Each line in the records below, from the one that contains "a note's PDF." to the one that contains "let path = output_path(root, note);", should be reproduced exactly, the first and last included.

(Beginning of Records)

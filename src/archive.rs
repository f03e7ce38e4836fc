//! Backup archive extraction.
//!
//! The backup is a plain zip container. It is unpacked into a scoped temporary
//! directory that is removed when the [`ExtractedArchive`] is dropped.

use std::fs::File;
use std::io;
use std::path::{Path, PathBuf};
use tempfile::TempDir;

/// Name of the catalog store at the root of every backup.
pub const CATALOG_FILE_NAME: &str = "ShapeDatabase.db";

/// File extension of the per-note stroke stores (`<note_id>.db`).
pub const NOTE_STORE_EXTENSION: &str = "db";

/// Errors that can occur while unpacking a backup.
#[derive(Debug, thiserror::Error)]
pub enum ArchiveError {
    #[error("IO error: {0}")]
    Io(#[from] io::Error),

    #[error("Corrupt backup archive: {0}")]
    Zip(#[from] zip::result::ZipError),

    #[error("Backup archive has no catalog ({})", CATALOG_FILE_NAME)]
    MissingCatalog,
}

/// A backup unpacked into a working directory.
pub struct ExtractedArchive {
    dir: TempDir,
}

impl ExtractedArchive {
    /// Unpacks the archive at `path` into a fresh temporary directory.
    pub fn extract(path: &Path) -> Result<Self, ArchiveError> {
        let file = File::open(path)?;
        let mut zip = zip::ZipArchive::new(file)?;
        let dir = tempfile::Builder::new().prefix("note-backup-").tempdir()?;

        log::debug!(
            "extracting {} entries from {} into {}",
            zip.len(),
            path.display(),
            dir.path().display()
        );
        zip.extract(dir.path())?;

        let extracted = ExtractedArchive { dir };
        if !extracted.catalog_path().is_file() {
            return Err(ArchiveError::MissingCatalog);
        }

        Ok(extracted)
    }

    /// Gets the working directory holding the unpacked stores.
    pub fn path(&self) -> &Path {
        self.dir.path()
    }

    /// Gets the path of the catalog store.
    pub fn catalog_path(&self) -> PathBuf {
        self.path().join(CATALOG_FILE_NAME)
    }
}

/// Returns the path of a note's stroke store inside a working directory.
pub fn note_store_path(workdir: &Path, note_id: &str) -> PathBuf {
    workdir.join(format!("{}.{}", note_id, NOTE_STORE_EXTENSION))
}
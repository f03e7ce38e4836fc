//! Output file placement.

use crate::catalog::NoteDescriptor;
use std::fs;
use std::io;
use std::path::{Path, PathBuf};

/// Errors that can occur while writing a note's PDF.
#[derive(Debug, thiserror::Error)]
pub enum OutputError {
    #[error("Failed to create directory {path}: {source}")]
    CreateDir { path: PathBuf, source: io::Error },

    #[error("Failed to write {path}: {source}")]
    Write { path: PathBuf, source: io::Error },
}

/// Makes a catalog title usable as a single path component.
pub fn sanitize_component(title: &str) -> String {
    match title {
        "" | "." | ".." => "_".to_string(),
        _ => title
            .chars()
            .map(|c| match c {
                '/' | '\\' | '\0' => '_',
                c => c,
            })
            .collect(),
    }
}

/// Returns `<root>/<folder>/.../<title>.pdf` for a note.
pub fn output_path(root: &Path, note: &NoteDescriptor) -> PathBuf {
    let mut path = root.to_path_buf();
    for folder in &note.folder_path {
        path.push(sanitize_component(folder));
    }
    path.push(format!("{}.pdf", sanitize_component(&note.title)));
    path
}

/// Writes the PDF bytes of a note below `root`, creating folders as needed.
pub fn write_document(root: &Path, note: &NoteDescriptor, pdf: &[u8]) -> Result<PathBuf, OutputError> {
    let path = output_path(root, note);
    if let Some(dir) = path.parent() {
        fs::create_dir_all(dir).map_err(|source| OutputError::CreateDir {
            path: dir.to_path_buf(),
            source,
        })?;
    }
    fs::write(&path, pdf).map_err(|source| OutputError::Write {
        path: path.clone(),
        source,
    })?;
    Ok(path)
}
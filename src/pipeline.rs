//! The conversion run: archive to catalog to one PDF per note.
//!
//! Notes are converted one after the other. A failing note is reported and
//! skipped; only archive and catalog failures abort the run.

use crate::archive::{note_store_path, ArchiveError, ExtractedArchive, CATALOG_FILE_NAME};
use crate::catalog::{Catalog, CatalogError, NoteDescriptor, PageListError, UnreadableNote};
use crate::output::{write_document, OutputError};
use crate::pdf_renderer::{PageLayout, PdfError, PdfRenderer};
use crate::stroke_reader::{DecodedPage, PageStore, SkippedStroke, StoreError};
use std::path::{Path, PathBuf};

/// Errors that abort the whole run.
#[derive(Debug, thiserror::Error)]
pub enum RunError {
    #[error(transparent)]
    Archive(#[from] ArchiveError),

    #[error("Catalog integrity error: {0}")]
    Catalog(#[from] CatalogError),
}

/// Errors that skip a single note.
#[derive(Debug, thiserror::Error)]
pub enum NoteError {
    #[error("{0}")]
    PageList(#[from] PageListError),

    #[error("{0}")]
    Store(#[from] StoreError),

    #[error("{0}")]
    Pdf(#[from] PdfError),

    #[error("{0}")]
    Output(#[from] OutputError),
}

/// Outcome of a converted note.
#[derive(Debug)]
pub struct NoteReport {
    pub output_path: PathBuf,
    pub pages: usize,
    pub segments: usize,
    pub skipped_strokes: Vec<SkippedStroke>,
}

/// A note that was not converted.
#[derive(Debug)]
pub struct NoteFailure {
    pub id: String,
    pub title: String,
    pub error: NoteError,
}

/// Totals of a finished run.
#[derive(Debug, Default)]
pub struct RunSummary {
    pub written: Vec<PathBuf>,
    pub failed: Vec<NoteFailure>,
    pub skipped_strokes: usize,
}

/// Receives progress events during a run.
///
/// Every method has an empty default; `()` ignores all events.
pub trait Progress {
    fn catalog_loaded(&mut self, _catalog: &Catalog) {}

    fn note_started(&mut self, _note: &NoteDescriptor) {}

    fn page_decoded(&mut self, _note: &NoteDescriptor, _page: &DecodedPage, _position: usize) {}

    fn note_finished(&mut self, _id: &str, _title: &str, _result: &Result<NoteReport, NoteError>) {}
}

impl Progress for () {}

/// Converts notes found in an extracted working directory.
pub struct Converter {
    workdir: PathBuf,
    output_root: PathBuf,
    renderer: PdfRenderer,
}

impl Converter {
    /// Creates a Converter that writes letter-size PDFs below `output_root`.
    pub fn new(workdir: impl Into<PathBuf>, output_root: impl Into<PathBuf>) -> Self {
        Converter {
            workdir: workdir.into(),
            output_root: output_root.into(),
            renderer: PdfRenderer::new(),
        }
    }

    /// Reads the catalog of the working directory.
    pub fn read_catalog(&self) -> Result<Catalog, CatalogError> {
        Catalog::open(&self.workdir.join(CATALOG_FILE_NAME))
    }

    /// Decodes, renders and writes one note.
    ///
    /// The note's store is closed when this returns, whatever the outcome.
    pub fn convert_note(
        &self,
        note: &NoteDescriptor,
        progress: &mut dyn Progress,
    ) -> Result<NoteReport, NoteError> {
        let store = PageStore::open(&note_store_path(&self.workdir, &note.id))?;

        let mut pages = Vec::with_capacity(note.page_ids.len());
        for (position, page_id) in note.page_ids.iter().enumerate() {
            let page = store.read_page(page_id)?;
            progress.page_decoded(note, &page, position);
            pages.push(page);
        }
        drop(store);

        let layouts: Vec<PageLayout> = pages
            .iter()
            .map(|page| self.renderer.layout_page(page))
            .collect();
        let pdf = self.renderer.render(note, &layouts)?;
        let output_path = write_document(&self.output_root, note, &pdf)?;

        let segments = layouts.iter().map(PageLayout::segment_count).sum();
        let skipped_strokes = pages.into_iter().flat_map(|page| page.skipped).collect();

        log::info!("wrote {} ({} pages)", output_path.display(), note.page_ids.len());
        Ok(NoteReport {
            output_path,
            pages: note.page_ids.len(),
            segments,
            skipped_strokes,
        })
    }

    /// Converts every note of the catalog in enumeration order.
    pub fn run(&self, progress: &mut dyn Progress) -> Result<RunSummary, RunError> {
        let catalog = self.read_catalog()?;
        progress.catalog_loaded(&catalog);

        let mut summary = RunSummary::default();
        for entry in catalog.notes {
            let (id, title, result) = match entry {
                Ok(note) => {
                    progress.note_started(&note);
                    let result = self.convert_note(&note, progress);
                    (note.id, note.title, result)
                }
                Err(UnreadableNote { id, title, error, .. }) => {
                    (id, title, Err(NoteError::PageList(error)))
                }
            };
            progress.note_finished(&id, &title, &result);

            match result {
                Ok(report) => {
                    summary.skipped_strokes += report.skipped_strokes.len();
                    summary.written.push(report.output_path);
                }
                Err(error) => {
                    log::warn!("note {} ({}) skipped: {}", title, id, error);
                    summary.failed.push(NoteFailure { id, title, error });
                }
            }
        }

        Ok(summary)
    }
}

/// Converts an already extracted backup directory.
pub fn convert_directory(
    workdir: &Path,
    output_root: &Path,
    progress: &mut dyn Progress,
) -> Result<RunSummary, RunError> {
    Converter::new(workdir, output_root).run(progress)
}

/// Unpacks a backup archive and converts all of its notes.
///
/// The extracted working directory is removed before returning.
pub fn convert_archive(
    archive: &Path,
    output_root: &Path,
    progress: &mut dyn Progress,
) -> Result<RunSummary, RunError> {
    let extracted = ExtractedArchive::extract(archive)?;
    convert_directory(extracted.path(), output_root, progress)
}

(End of Records)

**Output for this task**
/// Errors that can occur while writing a note's PDF.
#[derive(Debug, thiserror::Error)]
pub enum OutputError {
    #[error("Failed to create directory {path}: {source}")]
    CreateDir { path: PathBuf, source: io::Error },

    #[error("Failed to write {path}: {source}")]
    Write { path: PathBuf, source: io::Error },
}

/// Makes a catalog title usable as a single path component.
pub fn sanitize_component(title: &str) -> String {
    match title {
        "" | "." | ".." => "_".to_string(),
        _ => title
            .chars()
            .map(|c| match c {
                '/' | '\\' | '\0' => '_',
                c => c,
            })
            .collect(),
    }
}

/// Returns `<root>/<folder>/.../<title>.pdf` for a note.
pub fn output_path(root: &Path, note: &NoteDescriptor) -> PathBuf {
    let mut path = root.to_path_buf();
    for folder in &note.folder_path {
        path.push(sanitize_component(folder));
    }
    path.push(format!("{}.pdf", sanitize_component(&note.title)));
    path
}

/// Writes the PDF bytes of a note below `root`, creating folders as needed.
pub fn write_document(root: &Path, note: &NoteDescriptor, pdf: &[u8]) -> Result<PathBuf, OutputError> {
    let path = output_path(root, note);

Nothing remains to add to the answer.